Radiant Barrier has a long successful history as a way to reduce heat loads, but didn’t really get the deserved credit until NASA acknowledged its use in the Space Program. As a construction product; it is basically heavy-duty aluminum foil with at least one shiny side. For a greater understanding of the principles of this product, see How it works?

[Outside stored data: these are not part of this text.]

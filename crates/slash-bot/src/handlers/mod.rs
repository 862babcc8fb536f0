//! Message handlers for the command triggers

#[cfg(test)]
#[path = "handlers_tests.rs"]
mod handlers_tests;


use std::sync::Arc;

use slash_core::phrases;
use slash_core::roles::assign_roles;
use slash_core::{
    CommandNormalizer, FairRegistry, HttpProfileLookup, ParsedCommand, ProfileLookup,
    ReplyContext, SenderIdentity, Trigger,
};
use teloxide::dispatching::UpdateHandler;
use teloxide::prelude::*;
use teloxide::types::{InputFile, Message, MessageId, ParseMode, ReplyParameters, ThreadId};
use tracing::{Instrument, Span, debug, error, info, info_span, warn};

use crate::adapter::{effective_reply, has_protected_content, reply_context, sender_identity};
use crate::errors::{self, ErrorOutcome};

/// Keeps right-to-left names from flipping the rendered sentence.
pub const LEFT_TO_RIGHT_MARK: char = '\u{200e}';

pub type HandlerResult = anyhow::Result<()>;

/// Per-bot state shared by every handler invocation.
pub struct BotContext {
    pub normalizer: CommandNormalizer,
    pub lookup: HttpProfileLookup,
    pub registry: Arc<FairRegistry<String>>,
    /// Carries `@username`; handlers run on dispatcher workers outside it.
    pub span: Span,
}

impl BotContext {
    pub fn new(
        username: &str,
        lookup: HttpProfileLookup,
        registry: Arc<FairRegistry<String>>,
    ) -> Self {
        Self {
            normalizer: CommandNormalizer::new(username),
            lookup,
            registry,
            span: info_span!("bot", username = %format!("@{username}")),
        }
    }
}

/// Update tree: plain text messages that classify as a trigger.
pub fn schema() -> UpdateHandler<anyhow::Error> {
    Update::filter_message()
        .filter_map(|msg: Message| msg.text().and_then(Trigger::classify))
        .endpoint(handle_trigger)
}

async fn handle_trigger(
    bot: Bot,
    msg: Message,
    trigger: Trigger,
    ctx: Arc<BotContext>,
) -> HandlerResult {
    let span = ctx.span.clone();
    dispatch_trigger(bot, msg, trigger, ctx).instrument(span).await
}

async fn dispatch_trigger(
    bot: Bot,
    msg: Message,
    trigger: Trigger,
    ctx: Arc<BotContext>,
) -> HandlerResult {
    debug!(
        "Received trigger {:?} in chat {} (message {})",
        trigger, msg.chat.id.0, msg.id.0
    );

    match trigger {
        Trigger::Cheer => repeat(&bot, &msg).await,
        Trigger::Pin => pin(&bot, &msg, &ctx).await,
        Trigger::RandomSticker => random_sticker(&bot, &msg, &ctx).await,
        Trigger::Sentence(parsed) => reply_sentence(&bot, &msg, parsed, &ctx).await,
    }
}

fn topic_thread(msg: &Message) -> Option<ThreadId> {
    msg.thread_id.filter(|_| msg.is_topic_message)
}

/// Re-broadcast a cheering message: copy when protected, forward otherwise.
async fn repeat(bot: &Bot, msg: &Message) -> HandlerResult {
    if has_protected_content(msg) {
        let mut req = bot.copy_message(msg.chat.id, msg.chat.id, msg.id);
        req.message_thread_id = topic_thread(msg);
        req.await?;
    } else {
        let mut req = bot.forward_message(msg.chat.id, msg.chat.id, msg.id);
        req.message_thread_id = topic_thread(msg);
        req.await?;
    }
    info!("Repeated message {} in chat {}", msg.id.0, msg.chat.id.0);
    Ok(())
}

async fn reply_text(bot: &Bot, msg: &Message, reply_to: MessageId, text: String) -> HandlerResult {
    let mut req = bot.send_message(msg.chat.id, text);
    req.message_thread_id = topic_thread(msg);
    req.reply_parameters = Some(ReplyParameters::new(reply_to));
    req.await?;
    Ok(())
}

async fn pin_message(bot: &Bot, chat_id: ChatId, message_id: MessageId) -> ResponseResult<()> {
    let mut unpin = bot.unpin_chat_message(chat_id);
    unpin.message_id = Some(message_id);
    unpin.await?;

    let mut pin = bot.pin_chat_message(chat_id, message_id);
    pin.disable_notification = Some(true);
    pin.await?;
    Ok(())
}

/// Pin the replied-to message, or explain why not.
async fn pin(bot: &Bot, msg: &Message, ctx: &BotContext) -> HandlerResult {
    let Some(target) = effective_reply(msg) else {
        warn!("Pin without a target in chat {}", msg.chat.id.0);
        let text = phrases::pin_rejection(&ctx.registry)?;
        return reply_text(bot, msg, msg.id, text).await;
    };

    match pin_message(bot, msg.chat.id, target.id).await {
        Ok(()) => {
            info!("Pinned message {} in chat {}", target.id.0, msg.chat.id.0);
            Ok(())
        }
        Err(err) => match errors::classify("pin", &err) {
            ErrorOutcome::Refused(detail) => {
                let text = phrases::pin_apology(&ctx.registry, &detail)?;
                reply_text(bot, msg, target.id, text).await
            }
            ErrorOutcome::Propagate => Err(err.into()),
        },
    }
}

async fn random_sticker(bot: &Bot, msg: &Message, ctx: &BotContext) -> HandlerResult {
    let sticker = ctx.registry.draw(phrases::STICKERS)?;
    let mut req = bot.send_sticker(msg.chat.id, InputFile::file_id(sticker));
    req.message_thread_id = topic_thread(msg);
    req.reply_parameters = Some(ReplyParameters::new(msg.id));
    req.await?;
    info!("Sent sticker in chat {}", msg.chat.id.0);
    Ok(())
}

/// Render the reply for a sentence command, ready to send as HTML.
///
/// `Ok(None)` means the message gets no reply.
pub async fn render_reply<L: ProfileLookup>(
    normalizer: &CommandNormalizer,
    lookup: &L,
    sender: &SenderIdentity,
    reply: Option<&ReplyContext>,
    parsed: &ParsedCommand,
) -> slash_core::Result<Option<String>> {
    let command = normalizer.normalize(parsed);
    let ctx = match assign_roles(sender, reply, command) {
        Ok(ctx) => ctx,
        Err(err) => {
            debug!("Skipping sentence: {}", err);
            return Ok(None);
        }
    };
    let text = ctx.render(lookup).await?;
    Ok(Some(format!("{LEFT_TO_RIGHT_MARK}{text}")))
}

async fn reply_sentence(
    bot: &Bot,
    msg: &Message,
    parsed: ParsedCommand,
    ctx: &BotContext,
) -> HandlerResult {
    let Some(sender) = sender_identity(msg) else {
        debug!("Sentence without a sender in chat {}", msg.chat.id.0);
        return Ok(());
    };
    let reply = reply_context(msg);

    let rendered = render_reply(&ctx.normalizer, &ctx.lookup, &sender, reply.as_ref(), &parsed).await;
    let text = match rendered {
        Ok(Some(text)) => text,
        Ok(None) => return Ok(()),
        Err(err) => {
            error!("Failed to render sentence in chat {}: {}", msg.chat.id.0, err);
            return Ok(());
        }
    };

    let mut req = bot.send_message(msg.chat.id, text.as_str());
    req.parse_mode = Some(ParseMode::Html);
    req.message_thread_id = topic_thread(msg);
    req.reply_parameters = Some(ReplyParameters::new(msg.id));
    req.await?;

    info!("Replied in chat {}: {}", msg.chat.id.0, text);
    Ok(())
}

During the summer, an attic radiant barrier, combined with existing R-19 attic insulation, may reduce heat gain through the ceiling from 16%-42%. For single-story houses, typically about 15%-25% of the summer cooling load is due to ceiling heat gain. During the summer, the interior ceiling becomes a radiant heater adding heat to the interior spaces. The heat gain reduction from a radiant barrier installation will usually result in a total cooling load savings of 2%-10%-possibly as high as 15% in attics insulated to R-11 or less. Higher savings occur when retrofitting less efficient buildings. Buildings with little to no attic insulation and a high volume of attic ventilation typically provide the most dramatic energy savings from a radiant barrier. The hotter and sunnier the climate is, the more beneficial the radiant barrier installation becomes.
Types of Radiant Barriers
- Foil Faced Decking Material: With the trade name of TechShield, this radiant barrier product is applied to the back of roof decking during manufacturing and can be applied when the house is built or during a re-roof. Efficiencies of this product is in the neighborhood of 95-97%
- Rolls or Sheets: The sheets can be applied in a couple of methods; 1) Tacked up on the rafters or 2)rolled out on the attic floor. The labor makes these choices fairly expensive, but you can reduce the installed cost by making it a DIY project.

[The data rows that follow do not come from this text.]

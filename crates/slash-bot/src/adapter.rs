//! Conversion from teloxide messages to command-engine identities

#[cfg(test)]
#[path = "adapter_tests.rs"]
mod adapter_tests;

use slash_core::{ReplyContext, SenderIdentity};
use teloxide::types::{Chat, Message, MessageKind, User};

/// Identity that sent `msg`; a chat posting as itself wins over the user.
pub fn sender_identity(msg: &Message) -> Option<SenderIdentity> {
    if let Some(chat) = &msg.sender_chat {
        return Some(chat_identity(chat));
    }
    msg.from.as_ref().map(user_identity)
}

fn user_identity(user: &User) -> SenderIdentity {
    SenderIdentity {
        id: user.id.0 as i64,
        name: user.full_name(),
        handle: user.username.clone(),
    }
}

fn chat_identity(chat: &Chat) -> SenderIdentity {
    let name = chat
        .title()
        .or_else(|| chat.first_name())
        .unwrap_or_default()
        .to_string();
    SenderIdentity {
        id: chat.id.0,
        name,
        handle: chat.username().map(|s| s.to_string()),
    }
}

/// The replied-to message as the command engine sees it.
pub fn reply_context(msg: &Message) -> Option<ReplyContext> {
    let reply = msg.reply_to_message()?;
    Some(ReplyContext {
        sender: sender_identity(reply)?,
        is_topic_created_notice: reply.forum_topic_created().is_some(),
    })
}

/// The replied-to message, unless it is the topic-creation notice every
/// topic message implicitly replies to.
pub fn effective_reply(msg: &Message) -> Option<&Message> {
    msg.reply_to_message()
        .filter(|reply| reply.forum_topic_created().is_none())
}

pub fn has_protected_content(msg: &Message) -> bool {
    matches!(&msg.kind, MessageKind::Common(common) if common.has_protected_content)
}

- Spray on Solution: This is a fairly new option, and came about because of the installed cost of rolls or sheets. However, spray on radiant barrier is only about 65% as efficient as the aluminum foil types and lacks the low emissivity factor found in the other products. So it may have a lower installed cost, but your benefits will not compare to previously mentioned type.
Things to consider before purchasing or installing a Radiant Barrier
- Climate: If living without air conditioning is not an option for you, you may live in a temperature zone worthy of installing radiant barrier. Studies have shown, this product works better in very hot climates. If your attic regularly exceeds 130 to 140 degrees F, radiant barrier can reduce the attic heat load allowing your HVAC to work more efficiently , in-turn reducing your electricity consumption. If you live in climates similar to Arizona, Florida, or Texas, you are probably a candidate for radiant barrier.
- New Construction or Re-roofing plans: If you are considering either of these projects, foil faced roof decking can be purchased for a couple of dollars per sheet. This is the most inexpensive method to obtain radiant barrier.
- Attic Insulation: Make sure you have enough attic insulation, radiant barrier is not an insulation replacement product but just part of the equation. Having the proper amount of attic insulation combined with a radiant barrier product will provide the maximum benefit. Also see Insulation: Do you have enough? and Insulation Choices.
- Radiant barrier as a DIY project: Choose a product that has high tensile strength or is embedded with tightly woven fiber mesh; either of these features will reduce the opportunity for the product tear during the installation process. There is also a bubble pack version that appears to be as strong too. The bubble pack version is a great product for re-insulating HVAC ducts. Any radiant barrier product should be UL listed and/or have a NFPA “Class A” flammability rating.
- Location to place the radiant barrier: The following table shows a comparison of the effectiveness of the product applied in 4 different locations. Even though the attic floor application appears to be the most effective, this location may 1) cause moisture to collect under the barrier, 2) collect excessive dust; known to reduce its effectiveness and 3) add to the complexity to performing future work in the attic. HomeownerBOB recommends avoiding using this product on the attic floor.
|Radiant Barrier Location||Whole House Tests||Test Cell Tests|
|Mineral InsulationLab||Oak Ridge Lab||Solar Energy Cntr||Tenn. Valley Auth.|
|Roof: attached to roof deck||—-||—-||36 – 42%||16%|
|Roof: stapled between rafters||—-||—-||38 – 43%||—-|
|Roof: stapled under rafters||24%||25 – 30%||—-||23 – 30%|
|Attic Floor***||35%||32 – 35%||38 – 44%||40 -42%|
If re-roofing is not in your future, installing the barrier on or under the rafters to gain the most long-term effectiveness is probably your best choice. Most of these products qualify as an energy tax credit so take advantage of the opportunity and get it installed before it gets too hot.